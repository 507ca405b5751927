use serde::{Deserialize, Serialize};
use tokio::sync::broadcast;

use crate::id::ConversationId;
use crate::types::ThemeStyle;

/// Lifecycle events host applications can observe without holding the
/// individual services.
#[derive(Debug, Clone, Serialize, Deserialize)]
#[serde(tag = "type", content = "data")]
pub enum SdkEvent {
    RealtimeStarted(ConversationId),
    RealtimeStopped(ConversationId),
    ThemeChanged(ThemeStyle),
    Shutdown,
    #[serde(other)]
    Unknown,
}

pub struct EventBus {
    sender: broadcast::Sender<SdkEvent>,
}

impl EventBus {
    pub fn new(capacity: usize) -> Self {
        let (sender, _) = broadcast::channel(capacity);
        Self { sender }
    }

    pub fn subscribe(&self) -> broadcast::Receiver<SdkEvent> {
        self.sender.subscribe()
    }

    pub fn publish(&self, event: SdkEvent) -> usize {
        self.sender.send(event).unwrap_or(0)
    }
}

#[cfg(test)]
mod tests {
    use super::*;

    #[tokio::test]
    async fn publish_and_receive() {
        let bus = EventBus::new(16);
        let mut rx = bus.subscribe();

        bus.publish(SdkEvent::Shutdown);

        let event = rx.recv().await.unwrap();
        assert!(matches!(event, SdkEvent::Shutdown));
    }

    #[tokio::test]
    async fn multiple_subscribers() {
        let bus = EventBus::new(16);
        let mut rx1 = bus.subscribe();
        let mut rx2 = bus.subscribe();

        bus.publish(SdkEvent::ThemeChanged(ThemeStyle::Dark));

        let e1 = rx1.recv().await.unwrap();
        let e2 = rx2.recv().await.unwrap();
        assert!(matches!(e1, SdkEvent::ThemeChanged(ThemeStyle::Dark)));
        assert!(matches!(e2, SdkEvent::ThemeChanged(ThemeStyle::Dark)));
    }

    #[tokio::test]
    async fn realtime_lifecycle_events() {
        let bus = EventBus::new(16);
        let mut rx = bus.subscribe();
        let id = ConversationId::from("post-1");

        bus.publish(SdkEvent::RealtimeStarted(id.clone()));
        bus.publish(SdkEvent::RealtimeStopped(id.clone()));

        let e1 = rx.recv().await.unwrap();
        assert!(matches!(e1, SdkEvent::RealtimeStarted(ref c) if *c == id));

        let e2 = rx.recv().await.unwrap();
        assert!(matches!(e2, SdkEvent::RealtimeStopped(ref c) if *c == id));
    }

    #[test]
    fn publish_returns_zero_with_no_subscribers() {
        let bus = EventBus::new(16);
        let count = bus.publish(SdkEvent::Shutdown);
        assert_eq!(count, 0);
    }

    #[tokio::test]
    async fn publish_returns_subscriber_count() {
        let bus = EventBus::new(16);
        let _rx1 = bus.subscribe();
        let _rx2 = bus.subscribe();

        let count = bus.publish(SdkEvent::Shutdown);
        assert_eq!(count, 2);
    }

    #[test]
    fn unknown_event_deserializes() {
        let json = r#"{"type":"SomeNewEventWeNeverHeardOf","data":null}"#;
        let event: SdkEvent = serde_json::from_str(json).unwrap();
        assert!(matches!(event, SdkEvent::Unknown));
    }
}
use clap::Parser;

/// Engage — realtime conversation polling demo.
#[derive(Parser, Debug)]
#[command(name = "engage", version, about)]
pub struct Args {
    /// Base URL of the realtime endpoint.
    #[arg(long, default_value = "http://localhost:4000")]
    pub base_url: String,

    /// Conversation id to poll.
    #[arg(short = 'c', long)]
    pub conversation: String,

    /// Config snapshot path (JSON). Defaults to a snapshot with realtime
    /// enabled so the demo runs without a file.
    #[arg(long)]
    pub config: Option<String>,

    /// Log level override (debug, info, warn, error).
    #[arg(long)]
    pub log_level: Option<String>,
}

pub fn parse() -> Args {
    Args::parse()
}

....

What is needed is an exact copy of every entry above.

repository 507ca405b5751927
use serde::{Deserialize, Serialize};
use tokio::sync::broadcast;

use crate::id::ConversationId;
use crate::types::ThemeStyle;

/// Lifecycle events host applications can observe without holding the
/// individual services.
#[derive(Debug, Clone, Serialize, Deserialize)]
#[serde(tag = "type", content = "data")]
pub enum SdkEvent {
    RealtimeStarted(ConversationId),
    RealtimeStopped(ConversationId),
    ThemeChanged(ThemeStyle),
    Shutdown,
    #[serde(other)]
    Unknown,
}

pub struct EventBus {
    sender: broadcast::Sender<SdkEvent>,
}

impl EventBus {
    pub fn new(capacity: usize) -> Self {
        let (sender, _) = broadcast::channel(capacity);
        Self { sender }
    }

    pub fn subscribe(&self) -> broadcast::Receiver<SdkEvent> {
        self.sender.subscribe()
    }

    pub fn publish(&self, event: SdkEvent) -> usize {
        self.sender.send(event).unwrap_or(0)
    }
}

#[cfg(test)]
mod tests {
    use super::*;

    #[tokio::test]
    async fn publish_and_receive() {
        let bus = EventBus::new(16);
        let mut rx = bus.subscribe();

        bus.publish(SdkEvent::Shutdown);

        let event = rx.recv().await.unwrap();
        assert!(matches!(event, SdkEvent::Shutdown));
    }

    #[tokio::test]
    async fn multiple_subscribers() {
        let bus = EventBus::new(16);
        let mut rx1 = bus.subscribe();
        let mut rx2 = bus.subscribe();

        bus.publish(SdkEvent::ThemeChanged(ThemeStyle::Dark));

        let e1 = rx1.recv().await.unwrap();
        let e2 = rx2.recv().await.unwrap();
        assert!(matches!(e1, SdkEvent::ThemeChanged(ThemeStyle::Dark)));
        assert!(matches!(e2, SdkEvent::ThemeChanged(ThemeStyle::Dark)));
    }

    #[tokio::test]
    async fn realtime_lifecycle_events() {
        let bus = EventBus::new(16);
        let mut rx = bus.subscribe();
        let id = ConversationId::from("post-1");

        bus.publish(SdkEvent::RealtimeStarted(id.clone()));
        bus.publish(SdkEvent::RealtimeStopped(id.clone()));

        let e1 = rx.recv().await.unwrap();
        assert!(matches!(e1, SdkEvent::RealtimeStarted(ref c) if *c == id));

        let e2 = rx.recv().await.unwrap();
        assert!(matches!(e2, SdkEvent::RealtimeStopped(ref c) if *c == id));
    }

    #[test]
    fn publish_returns_zero_with_no_subscribers() {
        let bus = EventBus::new(16);
        let count = bus.publish(SdkEvent::Shutdown);
        assert_eq!(count, 0);
    }

    #[tokio::test]
    async fn publish_returns_subscriber_count() {
        let bus = EventBus::new(16);
        let _rx1 = bus.subscribe();
        let _rx2 = bus.subscribe();

        let count = bus.publish(SdkEvent::Shutdown);
        assert_eq!(count, 2);
    }

    #[test]
    fn unknown_event_deserializes() {
        let json = r#"{"type":"SomeNewEventWeNeverHeardOf","data":null}"#;
        let event: SdkEvent = serde_json::from_str(json).unwrap();
        assert!(matches!(event, SdkEvent::Unknown));
    }
}
use clap::Parser;

/// Engage — realtime conversation polling demo.
#[derive(Parser, Debug)]
#[command(name = "engage", version, about)]
pub struct Args {
    /// Base URL of the realtime endpoint.
    #[arg(long, default_value = "http://localhost:4000")]
    pub base_url: String,

    /// Conversation id to poll.
    #[arg(short = 'c', long)]
    pub conversation: String,

    /// Config snapshot path (JSON). Defaults to a snapshot with realtime
    /// enabled so the demo runs without a file.
    #[arg(long)]
    pub config: Option<String>,

    /// Log level override (debug, info, warn, error).
    #[arg(long)]
    pub log_level: Option<String>,
}

pub fn parse() -> Args {
    Args::parse()
}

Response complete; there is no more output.